Um hatch premium, com um
grau a mais de sofisticação para a categoria. É o que a Citroën buscou para o
lançamento de seu Novo C3. O maior exemplo disso talvez seja o para-brisa
Zenith, com 1350 mm de comprimento, proporcionando um aumento impressionante de
80% no campo de visão. Os detalhes cromados do acabamento também contribuem
para a beleza do conjunto.
Mas as boas novas não se
restringem ao visual do carro. Nos ensaios de impacto realizados pelo CESVI, o
Novo C3 mostrou que também é bom de batida. Obteve a classificação 13 no
ranking CAR Group (que vai de 10 a 60, sendo 10 a melhor nota), superando o
ótimo desempenho do Volkswagen Fox e se tornando o campeão da categoria hatch
compacto.
A seguir, você vai conhecer
os detalhes do comportamento do Novo C3 nos estudos de reparabilidade do CESVI
BRASIL.
Impacto dianteiro
Entre os carros que fazem
parte da categoria hatch compacto, o Novo C3 foi o que apresentou o menor custo
total de reparação dianteira, o que justifica sua estreia já na primeira
posição do ranking CAR Group.
Um dos fatores que
contribuíram para isso, além dos preços competitivos das peças, foi a presença
de uma travessa com crash-box, tanto na dianteira quanto na traseira do
veículo.
Além dessa travessa, um
absorvedor de impacto também contribuiu para uma quantidade menor de peças danificadas
na colisão.
O crash-box e o absorvedor
cumpriram com suas funções em absorver parte da energia do impacto, pois a
única peça estrutural atingida foi a extremidade da longarina – e que pôde ser
reparada.
Para a dianteira, foi necessário
realizar um rápido processo de estiramento (justamente para o reparo da
extremidade da longarina), mas é importante ressaltar que alguns componentes
mecânicos, como o radiador e o eletroventilador, não foram atingidos.

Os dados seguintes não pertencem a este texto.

//! Worksheet composition: sections of activities, each activity a formulation
//! followed by generated questions.
//!
//! One [`Random`] stream drives the whole worksheet. Questions are built in
//! definition order and every repeat draws from that same stream, so a seed
//! reproduces the document exactly. A generator that fails is recorded as a
//! [`QuestionOutcome::Failed`] entry and the rest of the worksheet continues.

pub mod template;

use std::any::Any;
use std::collections::BTreeMap;
use std::panic::{self, AssertUnwindSafe};

use serde::{Deserialize, Serialize};
use serde_json::Value;
use tracing::{info, warn};

use crate::error::{MathError, Result};
use crate::evaluator::{NATIVE, SymbolicEvaluator};
use crate::generators::{Registry, default_registry};
use crate::random::Random;

#[derive(Clone, Debug, Default, PartialEq, Serialize, Deserialize)]
#[serde(rename_all = "camelCase")]
pub struct WorksheetDef {
    #[serde(default)]
    pub title: String,
    #[serde(default)]
    pub instructions: String,
    #[serde(default)]
    pub include_keys: bool,
    #[serde(default)]
    pub sections: Vec<SectionDef>,
}

#[derive(Clone, Debug, Default, PartialEq, Serialize, Deserialize)]
pub struct SectionDef {
    #[serde(default)]
    pub name: String,
    #[serde(default)]
    pub activities: Vec<ActivityDef>,
}

#[derive(Clone, Debug, Default, PartialEq, Serialize, Deserialize)]
pub struct ActivityDef {
    #[serde(default)]
    pub formulation: String,
    /// Name to constructor expression, e.g. `"p": "Polynomial.fromRoots([1, 2])"`.
    #[serde(default)]
    pub scope: BTreeMap<String, String>,
    #[serde(default)]
    pub questions: Vec<QuestionDef>,
}

#[derive(Clone, Debug, PartialEq, Serialize, Deserialize)]
pub struct QuestionDef {
    #[serde(rename = "gen")]
    pub generator: String,
    #[serde(default = "single")]
    pub repeat: u32,
    #[serde(default)]
    pub options: Value,
}

fn single() -> u32 {
    1
}

impl WorksheetDef {
    pub fn from_json(json: &str) -> Result<WorksheetDef> {
        serde_json::from_str(json).map_err(|e| MathError::Parse(e.to_string()))
    }
}

#[derive(Clone, Debug, PartialEq, Serialize)]
#[serde(rename_all = "camelCase")]
pub struct Document {
    pub title: String,
    pub instructions: String,
    pub include_keys: bool,
    pub seed: u64,
    pub sections: Vec<Section>,
}

#[derive(Clone, Debug, PartialEq, Serialize)]
pub struct Section {
    pub name: String,
    pub activities: Vec<Activity>,
}

#[derive(Clone, Debug, PartialEq, Serialize)]
pub struct Activity {
    pub formulation: String,
    pub questions: Vec<QuestionOutcome>,
}

#[derive(Clone, Debug, PartialEq, Serialize)]
#[serde(tag = "status", rename_all = "camelCase")]
pub enum QuestionOutcome {
    Generated {
        #[serde(rename = "gen")]
        generator: String,
        formulation: String,
        #[serde(skip_serializing_if = "Option::is_none")]
        answer: Option<String>,
        distractors: Vec<String>,
        steps: String,
    },
    Failed {
        #[serde(rename = "gen")]
        generator: String,
        error: String,
    },
}

impl QuestionOutcome {
    pub fn is_failed(&self) -> bool {
        matches!(self, QuestionOutcome::Failed { .. })
    }
}

impl Document {
    pub fn questions(&self) -> impl Iterator<Item = &QuestionOutcome> {
        self.sections
            .iter()
            .flat_map(|s| s.activities.iter())
            .flat_map(|a| a.questions.iter())
    }

    /// Answers in question order; empty when the key is not included.
    pub fn answer_key(&self) -> Vec<String> {
        self.questions()
            .filter_map(|q| match q {
                QuestionOutcome::Generated { answer, .. } => answer.clone(),
                QuestionOutcome::Failed { .. } => None,
            })
            .collect()
    }

    pub fn to_json(&self) -> serde_json::Result<String> {
        serde_json::to_string_pretty(self)
    }
}

pub struct WorksheetGenerator<'e> {
    registry: Registry,
    evaluator: &'e dyn SymbolicEvaluator,
}

impl WorksheetGenerator<'static> {
    /// Every shipped generator, answered by the native evaluator.
    pub fn native() -> Result<Self> {
        Ok(WorksheetGenerator::new(default_registry()?, &NATIVE))
    }
}

impl<'e> WorksheetGenerator<'e> {
    pub fn new(registry: Registry, evaluator: &'e dyn SymbolicEvaluator) -> Self {
        WorksheetGenerator {
            registry,
            evaluator,
        }
    }

    pub fn registry(&self) -> &Registry {
        &self.registry
    }

    pub fn generate(&self, def: &WorksheetDef, seed: u64) -> Document {
        let mut rand = Random::from_seed(seed);
        let mut generated = 0usize;
        let mut failed = 0usize;

        let mut sections = Vec::with_capacity(def.sections.len());
        for section in &def.sections {
            let mut activities = Vec::with_capacity(section.activities.len());
            for activity in &section.activities {
                let formulation = template::render(&activity.formulation, &activity.scope, &mut rand);
                let mut questions = Vec::new();
                for question in &activity.questions {
                    for _ in 0..question.repeat {
                        let outcome = self.question(question, &mut rand, def.include_keys);
                        if outcome.is_failed() {
                            failed += 1;
                        } else {
                            generated += 1;
                        }
                        questions.push(outcome);
                    }
                }
                activities.push(Activity {
                    formulation,
                    questions,
                });
            }
            sections.push(Section {
                name: section.name.clone(),
                activities,
            });
        }

        info!(target: "worksheet", title = def.title.as_str(), seed, generated, failed, "worksheet generated");
        Document {
            title: def.title.clone(),
            instructions: def.instructions.clone(),
            include_keys: def.include_keys,
            seed,
            sections,
        }
    }

    /// Builds one question. Errors and panics inside the generator both become
    /// a [`QuestionOutcome::Failed`] entry.
    fn question(&self, def: &QuestionDef, rand: &mut Random, include_keys: bool) -> QuestionOutcome {
        let built = panic::catch_unwind(AssertUnwindSafe(|| {
            let generator = self
                .registry
                .create(&def.generator, rand, &def.options, self.evaluator)?;
            Ok::<_, MathError>(QuestionOutcome::Generated {
                generator: def.generator.clone(),
                formulation: generator.formulation(),
                answer: include_keys.then(|| generator.answer()),
                distractors: generator.distractors(),
                steps: generator.steps(),
            })
        }));
        let error = match built {
            Ok(Ok(outcome)) => return outcome,
            Ok(Err(err)) => err.to_string(),
            Err(payload) => format!("generator panicked: {}", panic_message(payload.as_ref())),
        };
        warn!(target: "worksheet", generator = def.generator.as_str(), error = error.as_str(), "question generation failed");
        QuestionOutcome::Failed {
            generator: def.generator.clone(),
            error,
        }
    }
}

fn panic_message(payload: &(dyn Any + Send)) -> &str {
    payload
        .downcast_ref::<&str>()
        .copied()
        .or_else(|| payload.downcast_ref::<String>().map(String::as_str))
        .unwrap_or("unknown cause")
}
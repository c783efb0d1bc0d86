//! Randomised, reproducible mathematics exercises built on an exact rational core.
//!
//! The core is [`Numeric`] (exact fractions), [`Polynomial`] (dense polynomials
//! over the rationals) and [`Equation`] (equations synthesised from a known
//! solution set). Question generators in [`generators`] draw from a seeded
//! [`Random`] stream, and [`worksheet`] assembles them into documents.

pub mod elemental;
pub mod equation;
pub mod error;
pub mod evaluator;
pub mod expr;
pub mod factor;
pub mod format;
pub mod generators;
pub mod numeric;
pub mod parser;
pub mod polynomial;
pub mod prelude;
pub mod radical;
pub mod random;
pub mod solver;
pub mod worksheet;

pub use elemental::{ElementalFunction, ElementalKind, ElementalOptions, NumberDomain};
pub use equation::{Answer, Equation, MAX_RATIONAL_ATTEMPTS, Relation};
pub use error::{MathError, Result};
pub use evaluator::{
    NATIVE, NativeEvaluator, PLACEHOLDER, SymbolicEvaluator, Unavailable, adapt_latex,
    latex, latex_or_placeholder, partial_fractions,
};
pub use expr::{Expr, Rational};
pub use factor::{Factor, Factorization, factor_polynomial};
pub use format::pretty;
pub use generators::{
    GeneratorSpec, ParamDefault, ParamSpec, Params, QuestionContext, QuestionGenerator, Registry,
    default_registry,
};
pub use numeric::Numeric;
pub use parser::{parse_equation, parse_expr};
pub use polynomial::{Division, Polynomial};
pub use radical::{Monomial, PolyRadical, Radical, RadicalOptions};
pub use random::{BAR_NAMES, PolynomialOptions, Random};
pub use solver::{
    LinearDiagnostics, LinearFamily, LinearInconsistent, LinearResult, LinearSolution,
    NonLinearResult, SolveResult, solve_linear, solve_system,
};
pub use worksheet::{
    ActivityDef, Document, QuestionDef, QuestionOutcome, SectionDef, WorksheetDef,
    WorksheetGenerator,
};
//! Generator parameter schemas and resolution of caller options against them.

use std::collections::BTreeMap;
use std::ops::RangeInclusive;

use serde_json::Value;
use tracing::debug;

use crate::error::{MathError, Result};

#[derive(Clone, Debug, PartialEq)]
pub enum ParamDefault {
    Int(i64),
    Bool(bool),
    Str(&'static str),
    IntList(&'static [i64]),
}

impl ParamDefault {
    fn to_value(&self) -> Value {
        match self {
            ParamDefault::Int(n) => Value::from(*n),
            ParamDefault::Bool(b) => Value::from(*b),
            ParamDefault::Str(s) => Value::from(*s),
            ParamDefault::IntList(items) => Value::from(items.to_vec()),
        }
    }

    fn accepts(&self, value: &Value) -> bool {
        match self {
            ParamDefault::Int(_) => value.as_i64().is_some(),
            ParamDefault::Bool(_) => value.is_boolean(),
            ParamDefault::Str(_) => value.is_string(),
            ParamDefault::IntList(_) => value
                .as_array()
                .is_some_and(|items| items.iter().all(|v| v.as_i64().is_some())),
        }
    }

    fn kind(&self) -> &'static str {
        match self {
            ParamDefault::Int(_) => "an integer",
            ParamDefault::Bool(_) => "a boolean",
            ParamDefault::Str(_) => "a string",
            ParamDefault::IntList(_) => "a list of integers",
        }
    }
}

#[derive(Clone, Debug, PartialEq)]
pub struct ParamSpec {
    pub name: &'static str,
    pub default: ParamDefault,
    pub description: &'static str,
    /// Accepted values of an integer parameter, or of each item of a list.
    pub range: Option<RangeInclusive<i64>>,
}

impl ParamSpec {
    fn check_range(&self, value: &Value) -> Result<()> {
        let Some(range) = &self.range else {
            return Ok(());
        };
        let items = match value {
            Value::Array(items) => items.as_slice(),
            single => std::slice::from_ref(single),
        };
        match items.iter().filter_map(Value::as_i64).find(|n| !range.contains(n)) {
            Some(n) => Err(MathError::InvalidParameter {
                name: self.name.to_string(),
                reason: format!("{n} is outside {}..={}", range.start(), range.end()),
            }),
            None => Ok(()),
        }
    }
}

/// Parameter values after defaults have been applied.
#[derive(Clone, Debug, Default, PartialEq)]
pub struct Params {
    values: BTreeMap<String, Value>,
}

impl Params {
    /// Fills every declared parameter from `options` or its default. Values of
    /// the wrong type or outside the declared range are rejected; undeclared
    /// keys are ignored.
    pub fn resolve(schema: &[ParamSpec], options: &Value) -> Result<Params> {
        let supplied = match options {
            Value::Null => None,
            Value::Object(map) => Some(map),
            other => {
                return Err(MathError::InvalidParameter {
                    name: "options".to_string(),
                    reason: format!("expected an object, got {other}"),
                });
            }
        };

        let mut values = BTreeMap::new();
        for spec in schema {
            let value = match supplied.and_then(|map| map.get(spec.name)) {
                Some(Value::Null) | None => spec.default.to_value(),
                Some(value) if spec.default.accepts(value) => {
                    spec.check_range(value)?;
                    value.clone()
                }
                Some(value) => {
                    return Err(MathError::InvalidParameter {
                        name: spec.name.to_string(),
                        reason: format!("expected {}, got {value}", spec.default.kind()),
                    });
                }
            };
            values.insert(spec.name.to_string(), value);
        }

        if let Some(map) = supplied {
            for key in map.keys() {
                if !schema.iter().any(|spec| spec.name == key) {
                    debug!(target: "generators", key = key.as_str(), "ignoring undeclared parameter");
                }
            }
        }

        Ok(Params { values })
    }

    pub fn int(&self, name: &str) -> i64 {
        self.values.get(name).and_then(Value::as_i64).unwrap_or(0)
    }

    pub fn bool(&self, name: &str) -> bool {
        self.values
            .get(name)
            .and_then(Value::as_bool)
            .unwrap_or(false)
    }

    pub fn str(&self, name: &str) -> &str {
        self.values.get(name).and_then(Value::as_str).unwrap_or("")
    }

    pub fn int_list(&self, name: &str) -> Vec<i64> {
        self.values
            .get(name)
            .and_then(Value::as_array)
            .map(|items| items.iter().filter_map(Value::as_i64).collect())
            .unwrap_or_default()
    }
}

#[cfg(test)]
mod tests {
    use super::*;
    use serde_json::json;

    const SCHEMA: &[ParamSpec] = &[
        ParamSpec {
            name: "interval",
            default: ParamDefault::Int(10),
            description: "range",
            range: Some(1..=1000),
        },
        ParamSpec {
            name: "types",
            default: ParamDefault::IntList(&[0, 1]),
            description: "kinds",
            range: Some(0..=6),
        },
    ];

    #[test]
    fn defaults_fill_missing_values() {
        let params = Params::resolve(SCHEMA, &json!({ "interval": 4, "extra": true })).unwrap();
        assert_eq!(params.int("interval"), 4);
        assert_eq!(params.int_list("types"), vec![0, 1]);
    }

    #[test]
    fn wrong_type_is_rejected() {
        let err = Params::resolve(SCHEMA, &json!({ "interval": "wide" })).unwrap_err();
        assert!(matches!(err, MathError::InvalidParameter { name, .. } if name == "interval"));
    }

    #[test]
    fn out_of_range_values_are_rejected() {
        let err = Params::resolve(SCHEMA, &json!({ "interval": 20_000_000 })).unwrap_err();
        assert!(matches!(err, MathError::InvalidParameter { name, .. } if name == "interval"));
        let err = Params::resolve(SCHEMA, &json!({ "interval": 0 })).unwrap_err();
        assert!(matches!(err, MathError::InvalidParameter { name, .. } if name == "interval"));
        let err = Params::resolve(SCHEMA, &json!({ "types": [0, 7] })).unwrap_err();
        assert!(matches!(err, MathError::InvalidParameter { name, .. } if name == "types"));

        let params = Params::resolve(SCHEMA, &json!({ "interval": 1000, "types": [6] })).unwrap();
        assert_eq!(params.int("interval"), 1000);
    }
}
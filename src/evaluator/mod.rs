//! The symbolic-evaluator seam.
//!
//! Requests are plain expressions wrapped in `latex(...)`; responses are quoted
//! LaTeX strings, the way a CAS answers them. Callers go through [`latex`] or
//! [`latex_or_placeholder`], which strip the quotes and adapt fraction macros.

mod command;
pub mod partfrac;

use num_bigint::BigInt;
use num_traits::{One, Signed};
use tracing::{debug, warn};

use crate::error::{MathError, Result};
use crate::expr::{Expr, Rational};
use crate::factor::factor_polynomial;
use crate::format::linear_combination_tex;
use crate::numeric::Numeric;
use crate::polynomial::Polynomial;
use crate::radical::extract_power;
use crate::solver::{LinearResult, SolveResult, solve_system};

use command::{Command, parse_request};
pub use partfrac::{PartialFractions, partial_fractions, rational_function};

/// Marker substituted for output the evaluator could not produce.
pub const PLACEHOLDER: &str = "?";

pub trait SymbolicEvaluator {
    fn evaluate(&self, request: &str) -> Result<String>;
}

/// In-process evaluator covering factoring, partial fractions, univariate
/// solving up to quadratic factors, and linear systems.
#[derive(Clone, Copy, Debug, Default)]
pub struct NativeEvaluator;

/// An evaluator that is never reachable.
#[derive(Clone, Copy, Debug, Default)]
pub struct Unavailable;

pub static NATIVE: NativeEvaluator = NativeEvaluator;

/// Strips quotes and rewrites `\frac` to the display-style `\dfrac`.
pub fn adapt_latex(raw: &str) -> String {
    raw.replace('"', "")
        .replace("\\dfrac", "\\frac")
        .replace("\\frac", "\\dfrac")
}

pub fn latex(evaluator: &dyn SymbolicEvaluator, operation: &str) -> Result<String> {
    let raw = evaluator.evaluate(&format!("latex({operation})"))?;
    Ok(adapt_latex(&raw))
}

pub fn latex_or_placeholder(evaluator: &dyn SymbolicEvaluator, operation: &str) -> String {
    match latex(evaluator, operation) {
        Ok(tex) => tex,
        Err(err) => {
            warn!(target: "evaluator", %err, operation, "symbolic evaluation failed, using placeholder");
            PLACEHOLDER.to_string()
        }
    }
}

impl SymbolicEvaluator for Unavailable {
    fn evaluate(&self, request: &str) -> Result<String> {
        Err(MathError::Evaluator(format!("no evaluator for `{request}`")))
    }
}

impl SymbolicEvaluator for NativeEvaluator {
    fn evaluate(&self, request: &str) -> Result<String> {
        debug!(target: "evaluator", request, "native evaluation");
        let tex = match parse_request(request)? {
            Command::Factor(expr, var) => {
                let var = var.unwrap_or_else(|| infer_var(&expr));
                factor_tex(&expr, &var)?
            }
            Command::Partfrac(expr, var) => {
                let var = var.unwrap_or_else(|| infer_var(&expr));
                let (num, den) = rational_function(&expr, &var)
                    .ok_or_else(|| unsupported("partfrac", &expr))?;
                partial_fractions(&num, &den)?.to_tex(&var)
            }
            Command::Solve((lhs, rhs), var) => {
                let diff = Expr::Sub(lhs.boxed(), rhs.boxed());
                let var = var.unwrap_or_else(|| infer_var(&diff));
                solve_tex(&diff, &var)?
            }
            Command::Linsolve(equations, vars) => linsolve_tex(equations, vars)?,
        };
        Ok(format!("\"{tex}\""))
    }
}

fn unsupported(op: &str, expr: &Expr) -> MathError {
    MathError::Unsupported(format!("{op}({expr})"))
}

fn infer_var(expr: &Expr) -> String {
    expr.variables()
        .into_iter()
        .next()
        .unwrap_or_else(|| "x".to_string())
}

fn factor_tex(expr: &Expr, var: &str) -> Result<String> {
    if let Some(poly) = Polynomial::from_expr(expr, var) {
        return Ok(factor_polynomial(&poly).to_tex(var));
    }
    let (num, den) = rational_function(expr, var).ok_or_else(|| unsupported("factor", expr))?;
    Ok(format!(
        "\\frac{{{}}}{{{}}}",
        factor_polynomial(&num).to_tex(var),
        factor_polynomial(&den).to_tex(var)
    ))
}

fn solve_tex(diff: &Expr, var: &str) -> Result<String> {
    let (num, _) = rational_function(diff, var).ok_or_else(|| unsupported("solve", diff))?;
    if num.is_zero() {
        return Err(MathError::Unsupported("every value is a solution".to_string()));
    }
    let factorization = factor_polynomial(&num);
    let mut exact = factorization.rational_roots();
    exact.sort();
    exact.dedup();
    let mut roots: Vec<String> = exact.iter().map(Numeric::to_tex).collect();
    for factor in &factorization.factors {
        match factor.poly.degree() {
            1 => {}
            2 => roots.extend(quadratic_surds(&factor.poly)),
            _ => return Err(unsupported("solve", diff)),
        }
    }
    Ok(format!("[{}]", roots.join(",")))
}

/// Real roots `p ± q√m` of an irreducible quadratic.
fn quadratic_surds(poly: &Polynomial) -> Vec<String> {
    let (a, b, c) = (poly.coef(2), poly.coef(1), poly.coef(0));
    let disc = b.multiply(&b).subtract(&Numeric::from_number(4).multiply(&a).multiply(&c));
    if !disc.is_positive() {
        return Vec::new();
    }
    let Ok(two_a) = Numeric::from_number(2).multiply(&a).inverse() else {
        return Vec::new();
    };
    let center = b.opposite().multiply(&two_a);
    // √(n/d) = √(n·d)/d
    let (outside, inside) = extract_power(&(disc.numer() * disc.denom()), 2);
    let spread = Numeric::from_rational(Rational::new(outside, disc.denom().clone()))
        .multiply(&two_a)
        .abs();
    let surd = format_surd(&spread, &inside);
    [" - ", " + "]
        .iter()
        .map(|sign| {
            if center.is_zero() {
                let lead = if *sign == " - " { "-" } else { "" };
                format!("{lead}{surd}")
            } else {
                format!("{}{sign}{surd}", center.to_tex())
            }
        })
        .collect()
}

fn format_surd(coef: &Numeric, radicand: &BigInt) -> String {
    let root = format!("\\sqrt{{{radicand}}}");
    if coef.is_one() {
        root
    } else if coef.is_integer() {
        format!("{}{root}", coef.numer())
    } else if coef.numer().is_one() {
        format!("\\frac{{{root}}}{{{}}}", coef.denom())
    } else {
        format!("\\frac{{{}{root}}}{{{}}}", coef.numer().abs(), coef.denom())
    }
}

fn linsolve_tex(equations: Vec<(Expr, Expr)>, vars: Vec<String>) -> Result<String> {
    let values: Vec<String> = match solve_system(vars, equations) {
        SolveResult::Linear(LinearResult::Unique(solution)) => {
            solution.values.iter().map(Numeric::to_tex).collect()
        }
        SolveResult::Linear(LinearResult::Infinite(family)) => {
            let free: Vec<&str> = family
                .diagnostics
                .free_columns
                .iter()
                .map(|&col| family.variables[col].as_str())
                .collect();
            (0..family.variables.len())
                .map(|col| {
                    let terms: Vec<(Numeric, &str)> = family
                        .basis
                        .iter()
                        .zip(&free)
                        .map(|(vector, name)| (vector[col].clone(), *name))
                        .collect();
                    linear_combination_tex(&terms, &family.particular[col])
                })
                .collect()
        }
        SolveResult::Linear(LinearResult::Inconsistent(_)) => Vec::new(),
        SolveResult::NonLinear(result) => {
            return Err(MathError::Unsupported(format!(
                "non-linear equations {:?}",
                result.nonlinear_equations
            )));
        }
    };
    Ok(format!("[{}]", values.join(",")))
}
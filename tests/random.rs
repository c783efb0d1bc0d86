use wsmath::{PolynomialOptions, Random};

#[test]
fn same_seed_same_stream() {
    let mut a = Random::from_seed(42);
    let mut b = Random::from_seed(42);
    let first: Vec<i64> = (0..32).map(|_| a.int_between(-100, 100)).collect();
    let second: Vec<i64> = (0..32).map(|_| b.int_between(-100, 100)).collect();
    assert_eq!(first, second);
}

#[test]
fn string_seeds_are_deterministic() {
    let mut a = Random::from_seed_str("worksheet-7");
    let mut b = Random::from_seed_str("worksheet-7");
    assert_eq!(a.int_list(16, 0, 1000), b.int_list(16, 0, 1000));
}

#[test]
fn int_between_is_inclusive_and_swaps_bounds() {
    let mut rnd = Random::from_seed(1);
    for _ in 0..200 {
        let n = rnd.int_between(3, -3);
        assert!((-3..=3).contains(&n));
    }
    assert_eq!(rnd.int_between(5, 5), 5);
}

#[test]
fn not_zero_never_draws_zero() {
    let mut rnd = Random::from_seed(2);
    for _ in 0..200 {
        assert_ne!(rnd.int_between_not_zero(-1, 1), 0);
        assert!(!rnd.numeric_between_not_zero(-2, 2).is_zero());
        assert!(!rnd.fraction_between_not_zero(-3, 3).is_zero());
    }
}

#[test]
fn wide_ranges_draw_without_overflow() {
    let mut rnd = Random::from_seed(10);
    for _ in 0..50 {
        assert_ne!(rnd.int_between_not_zero(-20_000_000, 20_000_000), 0);
        assert_ne!(rnd.int_between_not_zero(i64::MIN, i64::MAX), 0);
        assert!(!rnd.fraction_between_not_zero(i64::MIN / 2, i64::MAX / 2).is_zero());
    }
    let odd = rnd.int_between_filtered(-4_000_000_000, 4_000_000_000, |n| n % 2 != 0);
    assert_ne!(odd % 2, 0);
}

#[test]
fn filter_without_candidates_falls_back_to_lower_bound() {
    let mut rnd = Random::from_seed(3);
    assert_eq!(rnd.int_between_filtered(4, 8, |_| false), 4);
}

#[test]
fn pick_many_returns_distinct_positions() {
    let mut rnd = Random::from_seed(4);
    let items = [1, 2, 3, 4, 5, 6];
    let mut picked = rnd.pick_many(&items, 4);
    assert_eq!(picked.len(), 4);
    picked.sort_unstable();
    picked.dedup();
    assert_eq!(picked.len(), 4);
    assert_eq!(rnd.pick_many(&items, 10).len(), items.len());
}

#[test]
fn shuffle_is_a_permutation() {
    let mut rnd = Random::from_seed(5);
    let mut shuffled = rnd.shuffle(&[5, 1, 4, 2, 3]);
    shuffled.sort_unstable();
    assert_eq!(shuffled, vec![1, 2, 3, 4, 5]);
}

#[test]
fn random_polynomials_respect_options() {
    let mut rnd = Random::from_seed(6);
    let options = PolynomialOptions {
        min_degree: 2,
        max_degree: 4,
        range: 3,
        fractions: false,
    };
    for _ in 0..50 {
        let p = rnd.polynomial(&options);
        assert!((2..=4).contains(&p.degree()));
        assert!(!p.leading_coef().is_zero());
        assert!(p.coefs().iter().all(|c| c.is_integer() && c.abs().to_integer().unwrap() <= 3));
    }
}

O
condensador do ar-condicionado apresentou um pequeno dano na região do impacto,
mas também pôde ser reparado, não precisou de substituição.
Um destaque no estudo do
CESVI foi o fato do capô do Novo C3 não ter sido atingido no impacto – algo que
ocorreu com seus concorrentes.
Impacto traseiro
O baixo custo total da
reparação traseira foi importante para que o veículo chegasse à primeira
posição da categoria.
Embora a travessa com
crash-box não tenha eliminado a necessidade de um estiramento da parte traseira
do veículo, devido ao assoalho do banco traseiro ter sido atingido no impacto,
o resultado da absorção da energia foi ainda melhor que o obtido na parte dianteira.
Apenas quatro peças foram
atingidas no impacto traseiro, sendo que só uma delas teve de ser substituída:
a travessa com crash-box, projetada exatamente para receber deformações em
impactos de baixa velocidade.
Além da longarina da lateral
direita não ter sido atingida, foi possível efetuar o reparo do para-choque, do
escapamento e do assoalho traseiro.
A pequena quantidade de
peças danificadas fez com que o custo de materiais e insumos de pintura fosse
baixo, contribuindo para a excelente classificação no ranking CAR Group.